And there's basically four reasons.
One, that I think are merited.
One, you got a really unusual panel, right?
It's a random three people, but sometimes those three people can be unrepresentative
of the circuit as a whole.
A highly unrepresentative panel, you might just want to try to get heard by the rest of the court,
thinking they'll recognize that it was an unrepresentative panel and take it for that
reason. Two, if the judges themselves, and we've seen this a lot, we'll talk about one from Willett,
for instance, say, I hate the outcome of this. I don't think it's even legally correct, but I am bound by
circuit precedent because the only thing that can overturn circuit precedent are the judges of the
court itself. So that would be a reason, but basically the judges are saying, I want to take
this en banc. Please, please, let's do this. Three is delay. You know, as I said, it's the step where
you still can go to the Supreme Court
afterwards. So if you're looking to burn time, your client, you know, is out of prison for
instance, or whatever else on bonk reviews, good as any way. Um, and four, which I think is the
most common is your, you, you lost at the district court or sorry, at the panel level.
Um, you don't think necessarily that the
whole circuit will flip it or anything like that. But you know there's one or two judges that have
a bee in their bonnet on this issue, and you actually want that dissent from denial because
it serves almost as a cert petition to the Supreme Court, a more persuasive cert petition than the
one that you're going to draft as a random lawyer with a random client. And so that dissent from
denial, the dissental, basically flags to Supreme Court, there's something wrong here. And that's why
I was looking with this law clerk who did the work, actually, he's an associate, sorry, this
former law clerk, now associate who did all the actual data work to look at who the most successful
dissentalists are, because they're basically the
ones flagging cases for the Supreme Court. Yeah. You know, and the other thing is, it's just,
I think that because we talk about so many Supreme Court cases on this podcast,
we can give a false impression that Supreme Court review is, if not routine, regular, okay?
is, if not routine, regular, okay?
No, you can go,
you could live 10 legal lifetimes litigating,
even on like cool issues that the Supreme Court ultimately often decides
and not have a Supreme Court case.
Well, let's just do data here.
So the Supreme Court gets on any given year
between 7,000 and 10,000 cert
petitions. They decided 58 cases last year. Right. So unless you're husband of the pod on the vaccine
mandate case or on net choice, you know, and you've got the sexiest cases in America,
the sexiest cases in America, you really should not be conducting your litigation strategy as if the Supreme Court is the place where this case will be decided. Now, you can keep it in mind,
and you should keep it in mind as an ultimate possibility, but if you're walking into the case
with the whole thing being drawn up for a Supreme Court result.

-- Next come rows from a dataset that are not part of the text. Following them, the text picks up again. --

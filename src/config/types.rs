use crate::diff::Mode;
use clap::Args;
use serde::{Deserialize, Serialize};

/// Raw configuration input - all fields Optional for merging
#[derive(Debug, Clone, Default, Deserialize, Serialize)]
pub struct ConfigInput {
    pub database: Option<DatabaseInput>,
    pub objects: Option<ObjectsInput>,
    pub migrations: Option<MigrationsInput>,
    pub diff: Option<DiffInput>,
}

/// Resolved configuration with all defaults applied
#[derive(Debug, Clone, Default)]
pub struct Config {
    pub database: DatabaseSettings,
    pub objects: Objects,
    pub migrations: MigrationsTable,
    pub diff: DiffSettings,
}

// Database configuration
#[derive(Debug, Clone, Default, Deserialize, Serialize)]
pub struct DatabaseInput {
    pub url: Option<String>,
}

#[derive(Debug, Clone, Default)]
pub struct DatabaseSettings {
    /// Falls back to `DATABASE_URL`; only `push` and `introspect` need it.
    pub url: Option<String>,
}

// Object filtering configuration
#[derive(Debug, Clone, Default, Deserialize, Serialize)]
pub struct ObjectsInput {
    pub include: Option<ObjectIncludeInput>,
    pub exclude: Option<ObjectExcludeInput>,
    pub roles: Option<Vec<String>>,
    pub extensions: Option<Vec<String>>,
}

#[derive(Debug, Clone, Default, Deserialize, Serialize)]
pub struct ObjectIncludeInput {
    pub schemas: Option<Vec<String>>,
    pub tables: Option<Vec<String>>,
}

#[derive(Debug, Clone, Default, Deserialize, Serialize)]
pub struct ObjectExcludeInput {
    pub schemas: Option<Vec<String>>,
    pub tables: Option<Vec<String>>,
}

#[derive(Debug, Clone, Default)]
pub struct Objects {
    pub include: ObjectInclude,
    pub exclude: ObjectExclude,
    /// Role name patterns to manage. Empty manages every non-system role.
    pub roles: Vec<String>,
    /// Installed extensions whose bookkeeping objects are left alone.
    pub extensions: Vec<String>,
}

#[derive(Debug, Clone, Default)]
pub struct ObjectInclude {
    pub schemas: Vec<String>,
    pub tables: Vec<String>,
}

#[derive(Debug, Clone)]
pub struct ObjectExclude {
    pub schemas: Vec<String>,
    pub tables: Vec<String>,
}

// Migration bookkeeping table
#[derive(Debug, Clone, Default, Deserialize, Serialize)]
pub struct MigrationsInput {
    pub schema: Option<String>,
    pub table: Option<String>,
}

#[derive(Debug, Clone, PartialEq, Eq)]
pub struct MigrationsTable {
    pub schema: String,
    pub name: String,
}

// Diff behavior
#[derive(Debug, Clone, Default, Deserialize, Serialize)]
pub struct DiffInput {
    pub mode: Option<Mode>,
    /// `"<old>-><new>"` declarations.
    pub renames: Option<Vec<String>>,
    pub verify: Option<bool>,
}

#[derive(Debug, Clone, Default)]
pub struct DiffSettings {
    pub mode: Mode,
    pub renames: Vec<String>,
    pub verify: bool,
}

// CLI argument groups for command-specific options
#[derive(Debug, Clone, Default, Args)]
pub struct DatabaseArgs {
    #[arg(long, help = "Target database URL (defaults to DATABASE_URL)")]
    pub url: Option<String>,
}

#[derive(Debug, Clone, Default, Args)]
pub struct ObjectFilterArgs {
    #[arg(long, help = "Include only these schemas (glob patterns, '!' to exclude)")]
    pub schemas: Option<Vec<String>>,

    #[arg(long, help = "Include only these tables (glob patterns, '!' to exclude)")]
    pub tables: Option<Vec<String>>,

    #[arg(long, help = "Exclude these schemas (glob patterns)")]
    pub exclude_schemas: Option<Vec<String>>,

    #[arg(long, help = "Exclude these tables (glob patterns)")]
    pub exclude_tables: Option<Vec<String>>,

    #[arg(long, help = "Manage only these roles (glob patterns)")]
    pub roles: Option<Vec<String>>,

    #[arg(long, value_delimiter = ',', help = "Installed extensions to ignore (e.g. postgis)")]
    pub extensions: Option<Vec<String>>,
}

#[derive(Debug, Clone, Default, Args)]
pub struct DiffArgs {
    #[arg(long, help = "Diff mode: default or push")]
    pub mode: Option<Mode>,

    #[arg(long = "rename", value_name = "OLD->NEW", help = "Declare a rename")]
    pub renames: Vec<String>,
}

// Conversion functions from CLI args to config input
impl From<DatabaseArgs> for DatabaseInput {
    fn from(args: DatabaseArgs) -> Self {
        Self { url: args.url }
    }
}

impl From<ObjectFilterArgs> for ObjectsInput {
    fn from(args: ObjectFilterArgs) -> Self {
        let include = if args.schemas.is_some() || args.tables.is_some() {
            Some(ObjectIncludeInput {
                schemas: args.schemas,
                tables: args.tables,
            })
        } else {
            None
        };

        let exclude = if args.exclude_schemas.is_some() || args.exclude_tables.is_some() {
            Some(ObjectExcludeInput {
                schemas: args.exclude_schemas,
                tables: args.exclude_tables,
            })
        } else {
            None
        };

        Self {
            include,
            exclude,
            roles: args.roles,
            extensions: args.extensions,
        }
    }
}

impl From<DiffArgs> for DiffInput {
    fn from(args: DiffArgs) -> Self {
        Self {
            mode: args.mode,
            renames: if args.renames.is_empty() {
                None
            } else {
                Some(args.renames)
            },
            verify: None,
        }
    }
}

Now, again, you can do that
if you've got the lead case
challenging the Biden vaccine mandate
or the lead case challenging the Texas
and Florida social media laws.
You know where this is going.
But if you have a run-of-the-mill free speech case,
even if you think there's a nuance here
or something that could have come up here
that maybe the Supreme Court would be interested in, if you're practicing this case for the Supreme
Court, you're misguided, in my view. And so the en banc appeal often is a practical matter,
as a practical matter, as a practical matter is your last plausible outlet or sort of your last plausible chance is the en banc review.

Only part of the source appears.